But is it really true? And if it is, why do people leave their managers?

people leave managers, not companies don't miss the forest for the trees

Missing the forest for the trees.

When you hear why your friend took their new job, you often hear these kinds of rationalizations:

  • "The pay is great": They got a raise or a better commission structure.
  • "The job is really exciting": They're excited for the new role and challenges.
  • "I really liked the people I'd be working with": They were drawn to the people they interviewed with.

All of these reasons make perfect sense. Unless a past job was *really* bad, most people don't want to be negative, and speak poorly about their past employer. They like to be optimistic that they're going to a new job, not away from their last job.

Dilbert's caricature about recruiting

While all that is true, you can't get a new job unless you decide to take an interview. This means the root cause of someone leaving a company is the moment they decide to submit their resume, or finally interview at their friend's company.

The real reasons for turnover usually point squarely back at their manager. This is due to the manager's actions, or often, inaction, on what drives engagement and long term retention. Today, we look at this evidence for why people leave managers, not companies.

Table of Contents:

1) The Evidence

This section explores the underlying reasons why employees are more likely to quit their jobs due to poor management rather than other factors related to the company itself.

2) What to do about it

We will describe the main reasons why employees leave managers, not companies and provide you recommendations that will help you to avoid these situations.

Why People Leave Managers, not Companies.

In Gallup's comprehensive study, "The State of the American Manager," they found a harsh truth:

  • 50% of Americans have left a job to "get away from their manager at some point in their career."

So half of all Americans have had the #1 reason for leaving a job be their boss.

But given the career trends in America, most people have had multiple jobs. What about all those other jobs they've had along the way?

And what about the half that haven't felt the need to ever, "get away from their manager"?

The Hidden Impact of Managers

Your manager impacts so much of your work experience. They help determine what projects you work on, who you work with, and when/if you get promoted. They're also the person most likely to be able to help you when you have a problem.

As Andy Grove, the former co-founder and CEO of Intel, wrote in his management classic, High Output Management, managers have significant control over their team's performance:

Andy Grove's quote about management

While he was focused on the positive aspects, the downside is equally true: a manager can damage the morale, motivation, and productivity of their teams based on their actions, or inaction.

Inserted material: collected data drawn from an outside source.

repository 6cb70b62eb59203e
use ising::config::{temperature_range, Algorithm, SimConfig, SpinDumpConfig};
use ising::lattice::InitialState;
use ising::ErrorKind;
use tempfile::tempdir;

#[test]
fn test_presets_are_valid() {
    for alg in [Algorithm::Metropolis, Algorithm::Wolff] {
        SimConfig::preset(alg).validate().unwrap();
    }
    SpinDumpConfig::default().validate().unwrap();

    let cfg = SimConfig::metropolis();
    assert_eq!(cfg.sizes, vec![8, 10, 12, 14, 16, 18, 20]);
    assert_eq!(cfg.total_steps(), 20_000 * 400 + 10_000);
    assert_eq!(cfg.sample_spacing(Algorithm::Metropolis), 400);
    assert_eq!(SimConfig::wolff().sizes.last(), Some(&40));
    assert_eq!(SimConfig::wolff().sample_spacing(Algorithm::Wolff), 1);
}

#[test]
fn test_invalid_parameters_are_rejected() {
    let breakages: Vec<fn(&mut SimConfig)> = vec![
        |c: &mut SimConfig| c.sizes = vec![8, 0],
        |c: &mut SimConfig| c.sizes.clear(),
        |c: &mut SimConfig| c.temperatures.clear(),
        |c: &mut SimConfig| c.temperatures = vec![1.0, 0.0],
        |c: &mut SimConfig| c.temperatures = vec![-2.0],
        |c: &mut SimConfig| c.temperatures = vec![f64::NAN],
        |c: &mut SimConfig| c.temperatures = vec![f64::INFINITY],
        |c: &mut SimConfig| c.bins = 0,
        |c: &mut SimConfig| c.stride = 0,
        |c: &mut SimConfig| c.cutoff = 0,
        |c: &mut SimConfig| c.workers = Some(0),
    ];
    for (i, breakage) in breakages.into_iter().enumerate() {
        let mut cfg = SimConfig::metropolis();
        breakage(&mut cfg);
        let err = cfg.validate().unwrap_err();
        assert_eq!(err.kind(), ErrorKind::Configuration, "case {i}: {cfg:?}");
    }

    let dump = SpinDumpConfig {
        cycles: [(20, 0)].into_iter().collect(),
        ..SpinDumpConfig::default()
    };
    assert_eq!(dump.validate().unwrap_err().kind(), ErrorKind::Configuration);
}

#[test]
fn test_temperature_range_is_half_open() {
    let temps = temperature_range(1.6, 3.0, 0.1);
    assert_eq!(temps.len(), 14);
    assert_eq!(temps[0], 1.6);
    assert!((temps[13] - 2.9).abs() < 1e-9);
    assert!(temperature_range(1.0, 1.0, 0.1).is_empty());
    assert!(temperature_range(1.0, 2.0, 0.0).is_empty());
}

#[test]
fn test_cycles_per_size() {
    let cfg = SpinDumpConfig::default();
    assert_eq!(cfg.cycles_for(20), 20);
    assert_eq!(cfg.cycles_for(60), 100);
    assert_eq!(cfg.cycles_for(100), 200);
    assert_eq!(cfg.cycles_for(32), cfg.default_cycles);
}

#[test]
fn test_initial_state_threshold() {
    assert_eq!(InitialState::for_temperature(1.0, 1.1), InitialState::Ordered);
    assert_eq!(InitialState::for_temperature(1.1, 1.1), InitialState::Disordered);
    assert_eq!(InitialState::for_temperature(2.269, 1.1), InitialState::Disordered);
}

#[test]
fn test_json_config_files() {
    let dir = tempdir().unwrap();

    let full = SimConfig {
        seed: 42,
        bins: 3,
        ..SimConfig::wolff()
    };
    let path = dir.path().join("full.json");
    std::fs::write(&path, serde_json::to_string_pretty(&full).unwrap()).unwrap();
    assert_eq!(SimConfig::from_json_file(&path).unwrap(), full);

    // omitted fields fall back to the defaults
    let path = dir.path().join("partial.json");
    std::fs::write(&path, r#"{ "sizes": [4, 6], "seed": 7 }"#).unwrap();
    let partial = SimConfig::from_json_file(&path).unwrap();
    assert_eq!(partial.sizes, vec![4, 6]);
    assert_eq!(partial.seed, 7);
    assert_eq!(partial.sweeps, SimConfig::default().sweeps);

    let path = dir.path().join("dump.json");
    std::fs::write(&path, r#"{ "cycles": { "8": 5 }, "samples": 3 }"#).unwrap();
    let dump = SpinDumpConfig::from_json_file(&path).unwrap();
    assert_eq!(dump.cycles_for(8), 5);
    assert_eq!(dump.samples, 3);

    let path = dir.path().join("broken.json");
    std::fs::write(&path, "{ sizes: ").unwrap();
    assert_eq!(SimConfig::from_json_file(&path).unwrap_err().kind(), ErrorKind::Io);
    assert_eq!(
        SimConfig::from_json_file(&dir.path().join("absent.json")).unwrap_err().kind(),
        ErrorKind::Io
    );
}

Leaving a Job Because of Current Management By the Numbers

In Gallup's study of managers, they found that, "The manager accounts for at least 70% of the variance in employee engagement."  

If you like your job, and are engaged, there's a much lower chance you'll go interview somewhere else.

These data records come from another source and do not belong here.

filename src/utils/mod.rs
pub mod rng;
//! Published machine state.

use crate::pipeline;
use crate::tree::{ActiveSet, StateTree};
use serde::ser::{Serialize, SerializeStruct, Serializer};
use serde_json::Value;
use std::collections::{BTreeMap, VecDeque};
use std::fmt;
use std::sync::{Arc, OnceLock};

/// Immutable view of a machine after a settled cycle.
pub struct Snapshot {
    cycle: u64,
    data: Value,
    active: ActiveSet,
    log: Vec<String>,
    values: OnceLock<BTreeMap<String, Value>>,
    tree: Arc<StateTree>,
}

impl Snapshot {
    pub(crate) fn new(
        tree: Arc<StateTree>,
        cycle: u64,
        data: Value,
        active: ActiveSet,
        log: Vec<String>,
    ) -> Self {
        Self {
            cycle,
            data,
            active,
            log,
            values: OnceLock::new(),
            tree,
        }
    }

    /// Number of cycles settled before this snapshot was taken.
    pub fn cycle(&self) -> u64 {
        self.cycle
    }

    pub fn data(&self) -> &Value {
        &self.data
    }

    pub fn active(&self) -> &ActiveSet {
        &self.active
    }

    /// Active state paths in document order.
    pub fn active_paths(&self) -> Vec<&str> {
        self.active
            .iter()
            .map(|id| self.tree.node(id).path.as_str())
            .collect()
    }

    pub fn log(&self) -> &[String] {
        &self.log
    }

    /// Derived values, computed on first access.
    pub fn values(&self) -> &BTreeMap<String, Value> {
        self.values.get_or_init(|| self.tree.compute_values(&self.data))
    }

    pub fn value(&self, name: &str) -> Option<&Value> {
        self.values().get(name)
    }

    pub fn tree(&self) -> &StateTree {
        &self.tree
    }

    /// True if an active state's path equals `state` or ends with
    /// `.` + `state`.
    pub fn is_in(&self, state: &str) -> bool {
        self.find_active(state).is_some()
    }

    /// Full path of the first active state matching `state`, deepest first.
    pub fn find_active(&self, state: &str) -> Option<&str> {
        self.tree
            .deepest_first(&self.active)
            .into_iter()
            .map(|id| self.tree.node(id).path.as_str())
            .find(|path| path_matches(path, state))
    }

    /// Picks the value whose key matches an active state. Active states
    /// are tried deepest first; `None` if no key matches.
    pub fn when_in<K, V, I>(&self, mapping: I) -> Option<V>
    where
        K: AsRef<str>,
        I: IntoIterator<Item = (K, V)>,
    {
        let mut entries: Vec<(K, V)> = mapping.into_iter().collect();
        for id in self.tree.deepest_first(&self.active) {
            let path = &self.tree.node(id).path;
            if let Some(index) = entries
                .iter()
                .position(|(key, _)| path_matches(path, key.as_ref()))
            {
                return Some(entries.swap_remove(index).1);
            }
        }
        None
    }

    /// True if some handler for `event` would pass its guards here.
    pub fn can(&self, event: &str, payload: &Value) -> bool {
        self.tree
            .matching(&self.active, event)
            .into_iter()
            .any(|id| {
                self.tree
                    .node(id)
                    .handlers_for(event)
                    .any(|handler| pipeline::accepts(handler, &self.data, payload))
            })
    }
}

fn path_matches(path: &str, state: &str) -> bool {
    if state.is_empty() {
        return false;
    }
    path == state
        || path
            .strip_suffix(state)
            .map_or(false, |rest| rest.ends_with('.'))
}

impl Serialize for Snapshot {
    fn serialize<S: Serializer>(&self, serializer: S) -> Result<S::Ok, S::Error> {
        let mut state = serializer.serialize_struct("Snapshot", 5)?;
        state.serialize_field("cycle", &self.cycle)?;
        state.serialize_field("data", &self.data)?;
        state.serialize_field("active", &self.active_paths())?;
        state.serialize_field("values", self.values())?;
        state.serialize_field("log", &self.log)?;
        state.end()
    }
}

impl fmt::Debug for Snapshot {
    fn fmt(&self, f: &mut fmt::Formatter<'_>) -> fmt::Result {
        f.debug_struct("Snapshot")
            .field("cycle", &self.cycle)
            .field("data", &self.data)
            .field("active", &self.active_paths())
            .field("log", &self.log)
            .finish()
    }
}

/// Bounded log of recent cycle descriptions; the oldest entry goes first.
#[derive(Debug, Clone)]
pub(crate) struct EventLog {
    entries: VecDeque<String>,
    limit: usize,
}

impl EventLog {
    pub(crate) fn new(limit: usize) -> Self {
        Self {
            entries: VecDeque::new(),
            limit,
        }
    }

    pub(crate) fn push(&mut self, entry: impl Into<String>) {
        if self.limit == 0 {
            return;
        }
        while self.entries.len() >= self.limit {
            self.entries.pop_front();
        }
        self.entries.push_back(entry.into());
    }

    pub(crate) fn clear(&mut self) {
        self.entries.clear();
    }

    pub(crate) fn to_vec(&self) -> Vec<String> {
        self.entries.iter().cloned().collect()
    }
}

Gallup's own findings showed the turnover difference for engaged vs. disengaged teams was dramatic:

People leave managers, not companies Gallup finds engagement scores are directly correlated to lower turnover

And unfortunately, we also know that in recent years the majority of employees have not been engaged:

gallup knows engagement has struggled because people quit bosses and people leave managers, not companies

This means that most managers are not doing the things that drive engagement. These are your hidden factors why people leave managers, not companies.

Let's take a look at what these reasons are that people quit bosses they don't like working for, and how you can avoid being one of them.

1) Communication, communication, communication

Without open lines of communication, managers are setting themselves up to be blindsided by a valued team member leaving.

A team member's departure should never be a surprise. There are always warning signs, and opportunities to have fixed things along the way.

Unfortunately, those problems are easy to ignore, especially if your team is uncomfortable coming to you with them.  It turns out that Gallup found that your team's comfort in coming to you, is one of the major keys to engagement:

The connection between manager's openness and employee engagement

If a team member doesn't feel comfortable coming to their manager, you can see that there's almost no chance they're engaged.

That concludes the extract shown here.